Kolejne dwie płaskorzeźby to Chrystus Frasobliwy, jeden z ulubionych motywów rzeźbiarskich artysty oraz św. Franciszek.

Ściana pokoju gościnnego jest pełna kolorowych Madonn, ale maluje także innych świętych. Jego dom zdobią figurki Chrystusa Frasobliwego, ale i biczowanego, na krzyżu. To nie tylko jego dzieła - także innych artystów, zaprzyjaźnionych twórców ludowych. Teraz jeszcze szopka stoi na komodzie. To szopka polska, a w niej ok. 30 figur. Zrobiona oczywiście przez gospodarza domu. Co roku rozstawia ją z wnuczką Matyldą. W centralnej części Święta Rodzina, dookoła anioły grający i śpiący pasterze, zwierzęta i święci - jest papież Jan Paweł II, Maksymilian Kolbe, św. Jadwiga i postacie historyczne np. Tadeusz Kościuszko.

Zaczęło się od drewnianych zabawek

Świątnicki artysta ludowy wspomina, że te 45 lat swojej twórczości liczy od pierwszej wystawy w 1977 roku w Myślenicach, z której zachował dyplom. Jednak wiadomo, że tworzył znacznie wcześniej. Jego rodzinny dom mieścił się w Bogdanówce w gminie Tokarnia. Tam znał kilku twórców ludowych, rzeźbiących w drewnie, wiec i on od tego zaczynał.

Zdzisław Słonina wspomina, że w domu było ich sześcioro rodzeństwa. Rodzice nie mogli sobie pozwolić na kupowanie zabawek, więc tata sam robił je z drewna dla swoich dzieci.

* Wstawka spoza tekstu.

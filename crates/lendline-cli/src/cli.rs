use std::path::PathBuf;

use clap::{Args, Parser, Subcommand};

#[derive(Parser)]
#[command(
    name = "lendline",
    about = "LendLine: peer-to-peer loan lifecycle client",
    version
)]
pub struct Cli {
    #[command(subcommand)]
    pub command: Command,

    /// Client configuration (TOML)
    #[arg(long, global = true)]
    pub config: Option<PathBuf>,

    /// Ledger state file for the local simulated ledger
    #[arg(long, global = true, default_value = "lendline-ledger.json")]
    pub state: PathBuf,

    /// Account to act as (0x-prefixed hex); defaults to the remembered one
    #[arg(long, global = true)]
    pub account: Option<String>,

    #[arg(short, long, global = true)]
    pub verbose: bool,

    #[arg(long, global = true, default_value = "text")]
    pub format: OutputFormat,
}

#[derive(Clone, Copy, Debug, PartialEq, Eq, clap::ValueEnum)]
pub enum OutputFormat {
    Text,
    Json,
}

#[derive(Subcommand)]
pub enum Command {
    /// Connect an account and remember it
    Connect,
    /// Forget the remembered account
    Disconnect,
    /// Show identity and ledger summary
    Status,
    /// List loans
    List(ListArgs),
    /// Show one loan with its payments
    Show(LoanArgs),
    /// Request a new loan
    Request(RequestArgs),
    /// Fund a pending loan
    Fund(FundArgs),
    /// Repay the full remaining balance of a loan
    Pay(LoanArgs),
    /// Mark a loan you funded as defaulted
    Default(LoanArgs),
    /// Cancel your pending loan request
    Cancel(LoanArgs),
    /// Move the simulated ledger clock forward
    Advance(AdvanceArgs),
}

#[derive(Clone, Copy, Debug, PartialEq, Eq, clap::ValueEnum)]
pub enum ViewArg {
    All,
    Borrower,
    Lender,
}

#[derive(Args)]
pub struct ListArgs {
    #[arg(long, default_value = "all")]
    pub view: ViewArg,
}

#[derive(Args)]
pub struct LoanArgs {
    pub id: u64,
}

#[derive(Args)]
pub struct RequestArgs {
    /// Principal, in whole units (decimals allowed)
    #[arg(long)]
    pub amount: String,
    /// Interest rate in basis points
    #[arg(long)]
    pub rate_bps: u64,
    #[arg(long)]
    pub days: u64,
    #[arg(long)]
    pub purpose: String,
    /// Collateral, in whole units (decimals allowed)
    #[arg(long)]
    pub collateral: String,
}

#[derive(Args)]
pub struct FundArgs {
    pub id: u64,
    /// Must equal the principal; defaults to it
    #[arg(long)]
    pub amount: Option<String>,
}

#[derive(Args)]
pub struct AdvanceArgs {
    #[arg(long)]
    pub secs: u64,
}
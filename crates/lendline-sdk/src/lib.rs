//! # LendLine SDK
//!
//! [`LendingClient`] is the surface presentation layers talk to. It owns
//! the session binding, the reconciliation cache and the lifecycle
//! orchestrator, and wires identity changes from the provider into cache
//! resets and rebuilds.
//!
//! ```no_run
//! use std::sync::Arc;
//! use lendline_ledger::InMemoryLedger;
//! use lendline_sdk::{ClientConfig, LendingClient, LoanView};
//! use lendline_session::InMemoryWallet;
//! use lendline_types::Address;
//!
//! # async fn demo() -> lendline_sdk::SdkResult<()> {
//! let ledger = InMemoryLedger::new();
//! let wallet = Arc::new(InMemoryWallet::new(Address::derive("alice")));
//! let client = LendingClient::new(ClientConfig::default(), wallet, Arc::new(ledger));
//! client.connect().await?;
//! for loan in client.loans(LoanView::AsBorrower) {
//!     println!("{} {}", loan.id, loan.status);
//! }
//! # Ok(())
//! # }
//! ```

pub mod client;
pub mod config;
pub mod error;

pub use client::{LendingClient, LoanView};
pub use config::{ClientConfig, LedgerEndpoint};
pub use error::{SdkError, SdkResult};

pub use lendline_cache::{MyLoans, RetryPolicy, Snapshot};
pub use lendline_lifecycle::{
    LifecycleError, LoanTerms, Mutation, MutationIntent, MutationOutcome, PreconditionError,
    StaleViewWarning,
};
pub use lendline_projection::{Loan, Payment};
pub use lendline_types::{Address, Amount, LoanAction, LoanId, LoanStatus};
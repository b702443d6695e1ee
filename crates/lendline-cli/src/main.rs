use clap::Parser;
use tracing::Level;

mod cli;
mod commands;
mod state;

#[tokio::main]
async fn main() -> anyhow::Result<()> {
    let cli = cli::Cli::parse();
    let level = if cli.verbose { Level::DEBUG } else { Level::INFO };
    tracing_subscriber::fmt()
        .with_max_level(level)
        .with_writer(std::io::stderr)
        .init();
    commands::run_command(cli).await
}
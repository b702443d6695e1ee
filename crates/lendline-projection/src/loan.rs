use chrono::{DateTime, Utc};
use serde::{Deserialize, Serialize};

use lendline_types::{Address, Amount, LoanId, LoanStatus, SECONDS_PER_DAY};

/// Canonical client-side view of one ledger loan.
///
/// A read-only projection of ledger-owned truth; it is replaced, never
/// mutated, when the ledger changes.
#[derive(Clone, Debug, PartialEq, Eq, Serialize, Deserialize)]
pub struct Loan {
    pub id: LoanId,
    pub borrower: Address,
    /// `None` until funded, and for cancelled loans.
    pub lender: Option<Address>,
    pub principal: Amount,
    pub collateral: Amount,
    pub interest_rate_bps: u64,
    pub duration_secs: u64,
    pub purpose: String,
    pub status: LoanStatus,
    pub repaid_amount: Amount,
    pub total_amount_due: Amount,
    pub installment_amount: Amount,
    pub next_payment_due_at: Option<DateTime<Utc>>,
    pub is_defaulted: bool,
    /// Ledger order, append-only.
    pub payments: Vec<Payment>,
}

/// One recorded repayment.
#[derive(Clone, Debug, PartialEq, Eq, Serialize, Deserialize)]
pub struct Payment {
    pub amount: Amount,
    pub timestamp: DateTime<Utc>,
    pub remaining_balance_after: Amount,
}

impl Loan {
    /// Amount still owed: `total_amount_due - repaid_amount`.
    pub fn remaining_balance(&self) -> Amount {
        self.total_amount_due.saturating_sub(self.repaid_amount)
    }

    pub fn duration_days(&self) -> u64 {
        self.duration_secs / SECONDS_PER_DAY
    }

    /// Repaid fraction of the total due, in `[0, 1]`.
    pub fn progress(&self) -> f64 {
        self.repaid_amount.ratio_of(self.total_amount_due)
    }

    pub fn is_borrower(&self, who: Address) -> bool {
        self.borrower == who
    }

    pub fn is_lender(&self, who: Address) -> bool {
        self.lender == Some(who)
    }
}
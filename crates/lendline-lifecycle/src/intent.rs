use serde::{Deserialize, Serialize};

use lendline_ledger::TxHash;
use lendline_types::{Amount, IntentId, LoanAction, LoanId, LoanStatus, SECONDS_PER_DAY};

use crate::error::{PreconditionError, StaleViewWarning};

/// Terms of a new loan request.
#[derive(Clone, Debug, PartialEq, Eq, Serialize, Deserialize)]
pub struct LoanTerms {
    pub amount: Amount,
    pub interest_rate_bps: u64,
    pub duration_days: u64,
    pub purpose: String,
    pub collateral: Amount,
}

impl LoanTerms {
    /// Duration as the ledger expects it.
    pub fn duration_secs(&self) -> Option<u64> {
        self.duration_days.checked_mul(SECONDS_PER_DAY)
    }

    pub fn validate(&self) -> Result<(), PreconditionError> {
        if self.amount.is_zero() {
            return Err(PreconditionError::InvalidTerms("amount must be positive".into()));
        }
        if self.collateral.is_zero() {
            return Err(PreconditionError::InvalidTerms(
                "collateral must be positive".into(),
            ));
        }
        if self.duration_days == 0 {
            return Err(PreconditionError::InvalidTerms(
                "duration must be at least one day".into(),
            ));
        }
        if self.duration_secs().is_none() {
            return Err(PreconditionError::InvalidTerms("duration is too long".into()));
        }
        Ok(())
    }
}

/// One client-initiated change to the ledger.
#[derive(Clone, Debug, PartialEq, Eq, Serialize, Deserialize)]
pub enum Mutation {
    Request(LoanTerms),
    Fund { loan_id: LoanId, amount: Amount },
    /// Settles the full remaining balance, read from the ledger at submit time.
    MakePayment { loan_id: LoanId },
    Default { loan_id: LoanId },
    Cancel { loan_id: LoanId },
}

impl Mutation {
    pub fn action(&self) -> LoanAction {
        match self {
            Self::Request(_) => LoanAction::Request,
            Self::Fund { .. } => LoanAction::Fund,
            Self::MakePayment { .. } => LoanAction::MakePayment,
            Self::Default { .. } => LoanAction::Default,
            Self::Cancel { .. } => LoanAction::Cancel,
        }
    }

    pub fn loan_id(&self) -> Option<LoanId> {
        match self {
            Self::Request(_) => None,
            Self::Fund { loan_id, .. }
            | Self::MakePayment { loan_id }
            | Self::Default { loan_id }
            | Self::Cancel { loan_id } => Some(*loan_id),
        }
    }
}

/// A mutation tagged with the caller's intent id.
///
/// An intent reaches the ledger at most once. Retrying after an unknown
/// outcome takes a new intent.
#[derive(Clone, Debug, PartialEq, Eq, Serialize, Deserialize)]
pub struct MutationIntent {
    pub id: IntentId,
    pub action: Mutation,
}

impl MutationIntent {
    pub fn new(action: Mutation) -> Self {
        Self {
            id: IntentId::new(),
            action,
        }
    }
}

/// A mutation the ledger confirmed.
#[derive(Clone, Debug, PartialEq, Eq)]
pub struct MutationOutcome {
    pub intent: IntentId,
    pub tx: TxHash,
    /// Target loan, or the loan a request created.
    pub loan_id: Option<LoanId>,
    /// Status in the refreshed snapshot; `None` if the refresh did not land.
    pub status: Option<LoanStatus>,
    pub warning: Option<StaleViewWarning>,
}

- Lubiłem te drewniane zabawki, koniki, bryczki. I to nie wszystkie małe, bo były i takie koniki, na które siadaliśmy - Zdzisław Słonina uśmiecha się, wspominając dzieciństwo.

Od dziecka miał zamiłowania plastyczne, chodził do warsztatu stolarskiego swojego taty Józefa Słoniny. Podpatrywał jego pracę w drewnie. Wspomina też, że tata pięknie rysował. Kolejną osobą, którą obserwował i od której się uczył był sąsiad Józef Słonina.

- Bardzo mi się podobały jego rzeźby. To były sceny rodzajowe w życia wsi np. baba z gęsią, lub z tobołkiem na plecach albo Chrystus Frasobliwy czy upadek Chrystusa z drogi krzyżowej. Sąsiad strugał to wszystko pasąc krowy. A ja oglądałem jego prace z zachwytem - wspomina.

Potem zaprzyjaźnił się z rzeźbiarzem ludowym Józefem Wroną, kościelnym z Tokarni. Jego rzeźby też wywarły ogromny wpływ na świątnickiego artystę. Podobnie jak rysunki i rzeźby Stanisława Trybały, artysty z Bogdanówki. Z dzieciństwa pan Zdzisław zapamiętał dobrze rysunki w gazetce szkolnej, którą ilustrował Trybała.

Malowane rzeźby skłaniają do medytacji

Po tych obserwacjach, doświadczeniach i próbach, Zdzisław Słonina zaczął sam rzeźbić. I wymyślił sobie, że te swoje drewniane figurki o tematyce religijnej będzie malował. Tworzył charakterystyczne prace malowane podstawowymi kolorami. Nie miesza barw, maluje prosto ze słoiczka. Najpierw malował rzeźby farbami wodnymi - temperami. Z czasem musiał je zmyć i przemalować na akrylowe, bo rozmywały się, płowiały, traciły kolor.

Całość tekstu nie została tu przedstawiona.